Dans son dernier ouvrage, Trous blancs, le physicien Carlo Rovelli décrit sa quête  avec les yeux de l’esprit » du devenir des trous noirs, dans un « journal intime » ponctué par la poésie de Dante, qui fait la part belle aux émotions que procure la recherche scientifique. 

L’existence des trous noirs ne fait plus de doute, explique à l’AFP ce directeur de recherche au CNRS, qui réside au Canada. « On a une idée de leur formation, avec une étoile qui finit de brûler », avant de s’effondrer sur elle-même. En concentrant une telle masse dans un si petit volume que plus rien ne peut en sortir, même pas la lumière. Mais ensuite ? « Où va la matière ? », interroge le physicien de 67 ans, qui décrit dans son ouvrage (Flammarion) une sorte d’entonnoir, invisible à tout observateur extérieur, qui devient avec le temps de plus en plus long et étroit, et au fond duquel se trouve l’étoile ayant donné naissance au trou noir.

La géométrie de cet espace « ressemble beaucoup à celle de l’Enfer de Dante » Alighieri, écrit Carlo Rovelli, qui a choisi, pour accompagner son récit, l’œuvre de son auteur favori et compatriote, poète et penseur italien (1265-1321).
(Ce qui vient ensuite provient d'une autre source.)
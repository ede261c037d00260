//! Macros for defining typed numeric ID types.

/// Macro to define a typed numeric ID backed by an unsigned integer.
///
/// This generates a newtype wrapper with:
/// - A `KIND` constant used in error messages and logs
/// - `new()` / `value()` accessors
/// - `parse()` with strict decimal parsing
/// - `Display` and `FromStr` implementations
/// - `Serialize` and `Deserialize` as the bare number
/// - `Ord`, `Hash`, and other standard traits
///
/// # Example
///
/// ```ignore
/// define_numeric_id!(ItemId, u64, "item");
///
/// let id = ItemId::new(42);
/// let parsed: ItemId = "42".parse()?;
/// ```
#[macro_export]
macro_rules! define_numeric_id {
    ($name:ident, $repr:ty, $kind:literal) => {
        /// A typed numeric ID for this resource type.
        #[derive(Debug, Clone, Copy, PartialEq, Eq, PartialOrd, Ord, Hash, Default)]
        pub struct $name($repr);

        impl $name {
            /// Human readable kind of this ID.
            pub const KIND: &'static str = $kind;

            /// Creates an ID from its raw value.
            #[must_use]
            pub const fn new(value: $repr) -> Self {
                Self(value)
            }

            /// Returns the raw value.
            #[must_use]
            pub const fn value(&self) -> $repr {
                self.0
            }

            /// Parses an ID from its decimal string form.
            pub fn parse(s: &str) -> Result<Self, $crate::IdError> {
                let trimmed = s.trim();
                if trimmed.is_empty() {
                    return Err($crate::IdError::Empty);
                }

                trimmed
                    .parse::<$repr>()
                    .map(Self)
                    .map_err(|_| $crate::IdError::InvalidNumber {
                        kind: Self::KIND,
                        actual: s.to_string(),
                    })
            }
        }

        impl std::fmt::Display for $name {
            fn fmt(&self, f: &mut std::fmt::Formatter<'_>) -> std::fmt::Result {
                write!(f, "{}", self.0)
            }
        }

        impl std::str::FromStr for $name {
            type Err = $crate::IdError;

            fn from_str(s: &str) -> Result<Self, Self::Err> {
                Self::parse(s)
            }
        }

        impl From<$repr> for $name {
            fn from(value: $repr) -> Self {
                Self(value)
            }
        }

        impl From<$name> for $repr {
            fn from(id: $name) -> Self {
                id.0
            }
        }

        impl serde::Serialize for $name {
            fn serialize<S>(&self, serializer: S) -> Result<S::Ok, S::Error>
            where
                S: serde::Serializer,
            {
                serde::Serialize::serialize(&self.0, serializer)
            }
        }

        impl<'de> serde::Deserialize<'de> for $name {
            fn deserialize<D>(deserializer: D) -> Result<Self, D::Error>
            where
                D: serde::Deserializer<'de>,
            {
                <$repr as serde::Deserialize>::deserialize(deserializer).map(Self)
            }
        }
    };
}
//! Signal type definitions for the incubator agent.
//!
//! Each signal type has a corresponding payload struct with the signal-specific data.

use hatchery_id::{ItemId, SlotId, SpeciesId};
use serde::{Deserialize, Serialize};

use crate::EventError;

// =============================================================================
// Signal Type Constants
// =============================================================================

/// All signal type names as constants.
pub mod signal_types {
    pub const EGG_HATCHED: &str = "egg.hatched";
    pub const INCUBATOR_STATUS: &str = "incubator.status";

    /// Every known signal type.
    pub const ALL: &[&str] = &[EGG_HATCHED, INCUBATOR_STATUS];
}

// =============================================================================
// Shared Enums
// =============================================================================

/// Incubator kind.
#[derive(Debug, Clone, Copy, PartialEq, Eq, PartialOrd, Ord, Hash, Serialize, Deserialize)]
#[serde(rename_all = "snake_case")]
pub enum IncubatorKind {
    /// Never runs out of uses.
    Unlimited,
    /// Consumes one use per assignment.
    Limited,
}

impl IncubatorKind {
    /// Returns true for the reusable kind.
    pub fn is_unlimited(&self) -> bool {
        matches!(self, Self::Unlimited)
    }
}

impl std::fmt::Display for IncubatorKind {
    fn fmt(&self, f: &mut std::fmt::Formatter<'_>) -> std::fmt::Result {
        match self {
            IncubatorKind::Unlimited => write!(f, "unlimited"),
            IncubatorKind::Limited => write!(f, "limited"),
        }
    }
}

// =============================================================================
// Signal Payloads
// =============================================================================

/// A remembered egg was found hatched in the latest snapshot.
#[derive(Debug, Clone, PartialEq, Serialize, Deserialize)]
pub struct EggHatchedPayload {
    pub id: ItemId,
    pub species_id: SpeciesId,
    /// Trainer-independent pokemon level, in half-level steps.
    pub level: f64,
    pub cp: i32,
    pub max_cp: i32,
    /// IV perfection in percent, two decimal places.
    pub perfection: f64,
}

/// Progress of a single incubator.
#[derive(Debug, Clone, PartialEq, Serialize, Deserialize)]
pub struct IncubatorStatusPayload {
    pub incubator_id: SlotId,
    /// True when the egg was put into the incubator during this pass.
    pub was_added_now: bool,
    pub item_id: ItemId,
    pub km_to_walk: f64,
    pub km_remaining: f64,
}

// =============================================================================
// Signal
// =============================================================================

/// A signal emitted by one agent pass.
#[derive(Debug, Clone, PartialEq, Serialize, Deserialize)]
#[serde(tag = "signal_type", content = "payload")]
pub enum Signal {
    #[serde(rename = "egg.hatched")]
    EggHatched(EggHatchedPayload),
    #[serde(rename = "incubator.status")]
    IncubatorStatus(IncubatorStatusPayload),
}

impl Signal {
    /// Returns the signal type name.
    pub fn signal_type(&self) -> &'static str {
        match self {
            Signal::EggHatched(_) => signal_types::EGG_HATCHED,
            Signal::IncubatorStatus(_) => signal_types::INCUBATOR_STATUS,
        }
    }

    /// Serialize to a single JSON line.
    pub fn to_json(&self) -> Result<String, EventError> {
        Ok(serde_json::to_string(self)?)
    }

    /// Parse a signal, rejecting unknown signal types with a dedicated error.
    pub fn from_json(raw: &str) -> Result<Self, EventError> {
        let value: serde_json::Value = serde_json::from_str(raw)?;
        let signal_type = value
            .get("signal_type")
            .and_then(|v| v.as_str())
            .ok_or_else(|| EventError::InvalidPayload("missing signal_type".to_string()))?;

        if !signal_types::ALL.contains(&signal_type) {
            return Err(EventError::UnknownSignalType(signal_type.to_string()));
        }

        serde_json::from_value(value).map_err(|e| EventError::InvalidPayload(e.to_string()))
    }
}

impl From<EggHatchedPayload> for Signal {
    fn from(payload: EggHatchedPayload) -> Self {
        Signal::EggHatched(payload)
    }
}

impl From<IncubatorStatusPayload> for Signal {
    fn from(payload: IncubatorStatusPayload) -> Self {
        Signal::IncubatorStatus(payload)
    }
}

// =============================================================================
// Tests
// =============================================================================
Et qui emmène le lecteur dans ce « monde aveugle (…) où les équations ne fonctionnent plus ». Parce que la théorie générale de la relativité, qui explique le fonctionnement de l’Univers, se heurte alors aux règles de la physique quantique, qui régissent l’infiniment petit.   

Carlo Rovelli est un des fondateurs de la théorie de la gravitation quantique à boucles, une tentative de concilier ces deux mondes. Il convient aujourd’hui avoir « perdu tout intérêt à développer la théorie pour elle-même », et préfère désormais en « chercher des éléments de preuve » dans l’étude des trous noirs.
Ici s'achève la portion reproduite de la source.